Il serra mes mains entre ses mains calleuses, et reprit avec calme: «Ma chère petite maîtresse, je sais que la terre vous paraît aussi vide qu'une coquille d'oeuf, je sais que la vie vous semble bien dure. Mais croyez-moi, c'est l'affaire d'un moment. La vie passe comme un rêve.»
Pauvre Marc! la sienne est finie. Je l'ai assisté jusqu'à la fin. Non, Dieu n'a point fait la mort—la mort qui sépare—la mort si terrible même à ceux qui espèrent et qui croient.
18 septembre.
C'est fini. Je ne verrai plus cet humble ami, cet honnête visage que je retrouve dans la brume de mes souvenirs. Je l'ai veillé religieusement, comme il l'avait fait pour mes parents, comme il l'eût fait pour moi-même, et maintenant je dis de tout mon coeur avec l'église: Qu'il repose en paix!
Oh! qu'elle est profonde cette paix du cercueil; comme elle attire les coeurs fatigués de souffrir. Et pourtant, la mort reste terrible à voir en face!
Ces angoisses de l'agonie, cette séparation pleine d'horreur
«C'est la mort qui nous revêt de toutes choses, mais, comme ajoute saint Paul, «nous voudrions être revêtus par dessus,» et le dépouillement de notre mortalité, cette dissolution d'une partie de nous-mêmes reste le grand châtiment du péché.
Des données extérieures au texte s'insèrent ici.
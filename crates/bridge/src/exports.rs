//! Name-indexed export table.
//!
//! Hosts that dispatch by string reach the bridge through [`Bridge::call`]. Every export converts
//! its positional [`HostValue`] arguments, forwards to the typed API and converts the result
//! back. Documents and instances are addressed by their numeric keys, files by path, and every
//! index is an `i32` that must not be negative. Setters return [`HostValue::Undefined`].

use std::fmt;

use bytes::Bytes;
use simbridge_engine::VariableCategory;

use crate::{Bridge, DocumentKey, Error, FileHandle, HostValue, InstanceKey, Result};

type ExportHandler = fn(&Bridge, Args<'_>) -> Result<HostValue>;

/// One entry of [`EXPORTS`].
pub struct ExportDef {
	/// Name hosts call the export by.
	pub name: &'static str,
	handler: ExportHandler,
}

impl ExportDef {
	/// Invokes the export on `bridge`.
	pub fn call(&self, bridge: &Bridge, args: &[HostValue]) -> Result<HostValue> {
		(self.handler)(bridge, Args(args))
	}
}

impl fmt::Debug for ExportDef {
	fn fmt(&self, f: &mut fmt::Formatter<'_>) -> fmt::Result {
		f.debug_struct("ExportDef").field("name", &self.name).finish_non_exhaustive()
	}
}

/// Looks up an export by name.
pub fn find_export(name: &str) -> Option<&'static ExportDef> {
	EXPORTS.iter().find(|export| export.name == name)
}

impl Bridge {
	/// Calls the export `name` with positional `args`.
	pub fn call(&self, name: &str, args: &[HostValue]) -> Result<HostValue> {
		let export = find_export(name).ok_or_else(|| Error::UnknownExport(name.to_string()))?;
		tracing::trace!(export = name, args = args.len(), "bridge.call");
		export.call(self, args)
	}
}

#[derive(Clone, Copy)]
struct Args<'a>(&'a [HostValue]);

impl<'a> Args<'a> {
	fn value(self, index: usize) -> Result<&'a HostValue> {
		self.0
			.get(index)
			.ok_or_else(|| Error::invalid_argument(index, "missing"))
	}

	fn convert<T>(self, index: usize, expected: &str, convert: impl FnOnce(&'a HostValue) -> Option<T>) -> Result<T> {
		let value = self.value(index)?;
		convert(value).ok_or_else(|| Error::invalid_argument(index, format!("expected {expected}, found {}", value.type_name())))
	}

	fn document(self, index: usize) -> Result<DocumentKey> {
		self.convert(index, "a document id", HostValue::to_size_t).map(DocumentKey::from)
	}

	fn instance(self, index: usize) -> Result<InstanceKey> {
		self.convert(index, "an instance id", HostValue::to_size_t).map(InstanceKey::from)
	}

	fn file(self, index: usize) -> Result<FileHandle> {
		self.string(index).map(FileHandle::from)
	}

	fn index(self, index: usize) -> Result<usize> {
		let value = self.integer(index)?;
		usize::try_from(value).map_err(|_| Error::invalid_argument(index, format!("index {value} is negative")))
	}

	fn integer(self, index: usize) -> Result<i32> {
		self.convert(index, "an integer", HostValue::to_i32)
	}

	fn number(self, index: usize) -> Result<f64> {
		self.convert(index, "a number", HostValue::to_f64)
	}

	fn string(self, index: usize) -> Result<&'a str> {
		self.convert(index, "a string", HostValue::as_str)
	}

	fn optional_bytes(self, index: usize) -> Result<Option<Bytes>> {
		match self.0.get(index) {
			None | Some(HostValue::Undefined) => Ok(None),
			Some(HostValue::Bytes(bytes)) => Ok(Some(bytes.clone())),
			Some(other) => Err(Error::invalid_argument(
				index,
				format!("expected a buffer or undefined, found {}", other.type_name()),
			)),
		}
	}
}

macro_rules! exports {
	(
		$($name:literal => $handler:expr,)*
		task variables {
			$($category:ident => $count:literal, $label:literal, $unit:literal, $values:literal;)*
		}
	) => {
		/// Every export, in host registration order.
		pub static EXPORTS: &[ExportDef] = &[
			$(ExportDef { name: $name, handler: $handler },)*
			$(
				ExportDef {
					name: $count,
					handler: |bridge, args| {
						Ok(bridge.task_variable_count(args.instance(0)?, args.index(1)?, VariableCategory::$category)?.into())
					},
				},
				ExportDef {
					name: $label,
					handler: |bridge, args| {
						Ok(bridge
							.task_variable_name(args.instance(0)?, args.index(1)?, VariableCategory::$category, args.index(2)?)?
							.into())
					},
				},
				ExportDef {
					name: $unit,
					handler: |bridge, args| {
						Ok(bridge
							.task_variable_unit(args.instance(0)?, args.index(1)?, VariableCategory::$category, args.index(2)?)?
							.into())
					},
				},
				ExportDef {
					name: $values,
					handler: |bridge, args| {
						bridge.task_variable_values_host(args.instance(0)?, args.index(1)?, VariableCategory::$category, args.index(2)?)
					},
				},
			)*
		];
	};
}

exports! {
	"version" => |bridge, _| Ok(bridge.version().into()),

	"fileManagerUnmanage" => |bridge, args| {
		bridge.unmanage(&args.file(0)?)?;
		Ok(HostValue::Undefined)
	},
	"fileContents" => |bridge, args| Ok(bridge.contents(&args.file(0)?)?.into()),
	"fileCreate" => |bridge, args| {
		bridge.create(args.string(0)?, args.optional_bytes(1)?)?;
		Ok(HostValue::Undefined)
	},
	"fileIssues" => |bridge, args| Ok(bridge.issues(&args.file(0)?)?.into()),
	"fileType" => |bridge, args| Ok(bridge.file_type(&args.file(0)?)?.discriminant().into()),
	"fileUiJson" => |bridge, args| Ok(bridge.ui_json(&args.file(0)?)?.into()),

	"sedDocumentCreate" => |bridge, args| Ok(bridge.create_document(&args.file(0)?)?.get().into()),
	"sedDocumentInstantiate" => |bridge, args| Ok(bridge.instantiate(args.document(0)?)?.get().into()),
	"sedDocumentIssues" => |bridge, args| Ok(bridge.document_issues(args.document(0)?)?.into()),
	"sedDocumentModelCount" => |bridge, args| Ok(bridge.model_count(args.document(0)?)?.into()),
	"sedDocumentSimulationCount" => |bridge, args| Ok(bridge.simulation_count(args.document(0)?)?.into()),
	"sedDocumentSimulationType" => |bridge, args| {
		let kind = bridge.simulation_type(args.document(0)?, args.index(1)?)?;
		Ok(i32::from(kind.discriminant()).into())
	},
	"sedDocumentSerialise" => |bridge, args| Ok(bridge.serialise(args.document(0)?)?.into()),

	"sedModelFilePath" => |bridge, args| Ok(bridge.model_file_path(args.document(0)?, args.index(1)?)?.into()),
	"sedModelAddChange" => |bridge, args| {
		bridge.add_change(args.document(0)?, args.index(1)?, args.string(2)?, args.string(3)?, args.string(4)?)?;
		Ok(HostValue::Undefined)
	},
	"sedModelRemoveAllChanges" => |bridge, args| {
		bridge.remove_all_changes(args.document(0)?, args.index(1)?)?;
		Ok(HostValue::Undefined)
	},

	"sedOneStepStep" => |bridge, args| Ok(bridge.one_step_step(args.document(0)?, args.index(1)?)?.into()),

	"sedUniformTimeCourseInitialTime" => |bridge, args| Ok(bridge.initial_time(args.document(0)?, args.index(1)?)?.into()),
	"sedUniformTimeCourseSetInitialTime" => |bridge, args| {
		bridge.set_initial_time(args.document(0)?, args.index(1)?, args.number(2)?)?;
		Ok(HostValue::Undefined)
	},
	"sedUniformTimeCourseOutputStartTime" => |bridge, args| {
		Ok(bridge.output_start_time(args.document(0)?, args.index(1)?)?.into())
	},
	"sedUniformTimeCourseSetOutputStartTime" => |bridge, args| {
		bridge.set_output_start_time(args.document(0)?, args.index(1)?, args.number(2)?)?;
		Ok(HostValue::Undefined)
	},
	"sedUniformTimeCourseOutputEndTime" => |bridge, args| Ok(bridge.output_end_time(args.document(0)?, args.index(1)?)?.into()),
	"sedUniformTimeCourseSetOutputEndTime" => |bridge, args| {
		bridge.set_output_end_time(args.document(0)?, args.index(1)?, args.number(2)?)?;
		Ok(HostValue::Undefined)
	},
	"sedUniformTimeCourseNumberOfSteps" => |bridge, args| Ok(bridge.number_of_steps(args.document(0)?, args.index(1)?)?.into()),
	"sedUniformTimeCourseSetNumberOfSteps" => |bridge, args| {
		bridge.set_number_of_steps(args.document(0)?, args.index(1)?, args.integer(2)?)?;
		Ok(HostValue::Undefined)
	},

	"solverCvodeMaximumStep" => |bridge, args| Ok(bridge.cvode_maximum_step(args.document(0)?, args.index(1)?)?.into()),
	"solverCvodeSetMaximumStep" => |bridge, args| {
		bridge.set_cvode_maximum_step(args.document(0)?, args.index(1)?, args.number(2)?)?;
		Ok(HostValue::Undefined)
	},

	"sedInstanceHasIssues" => |bridge, args| Ok(bridge.has_issues(args.instance(0)?)?.into()),
	"sedInstanceIssues" => |bridge, args| Ok(bridge.instance_issues(args.instance(0)?)?.into()),
	"sedInstanceRun" => |bridge, args| Ok(bridge.run(args.instance(0)?)?.into()),

	"sedInstanceTaskVoiName" => |bridge, args| Ok(bridge.task_voi_name(args.instance(0)?, args.index(1)?)?.into()),
	"sedInstanceTaskVoiUnit" => |bridge, args| Ok(bridge.task_voi_unit(args.instance(0)?, args.index(1)?)?.into()),
	"sedInstanceTaskVoi" => |bridge, args| bridge.task_voi_host(args.instance(0)?, args.index(1)?),

	task variables {
		State => "sedInstanceTaskStateCount", "sedInstanceTaskStateName", "sedInstanceTaskStateUnit", "sedInstanceTaskState";
		Rate => "sedInstanceTaskRateCount", "sedInstanceTaskRateName", "sedInstanceTaskRateUnit", "sedInstanceTaskRate";
		Constant => "sedInstanceTaskConstantCount", "sedInstanceTaskConstantName", "sedInstanceTaskConstantUnit", "sedInstanceTaskConstant";
		ComputedConstant => "sedInstanceTaskComputedConstantCount", "sedInstanceTaskComputedConstantName",
			"sedInstanceTaskComputedConstantUnit", "sedInstanceTaskComputedConstant";
		Algebraic => "sedInstanceTaskAlgebraicVariableCount", "sedInstanceTaskAlgebraicVariableName",
			"sedInstanceTaskAlgebraicVariableUnit", "sedInstanceTaskAlgebraicVariable";
	}
}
Ah! quand même l'Église n'en dirait rien, mon coeur m'apprendrait que Jésus-Christ n'a pas abandonné sa mère, à la corruption du tombeau.
Ô Dieu, que n'aurais-je pas fait pour en préserver mon père! Mais il faut que la sentence s'exécute, il faut retourner en poussière. Et pourtant malgré les tristesses de la tombe, c'est là que ma pensée se réfugie et se repose—là sur le «lit préparé dans les ténèbres»—où chacun prend place à son tour.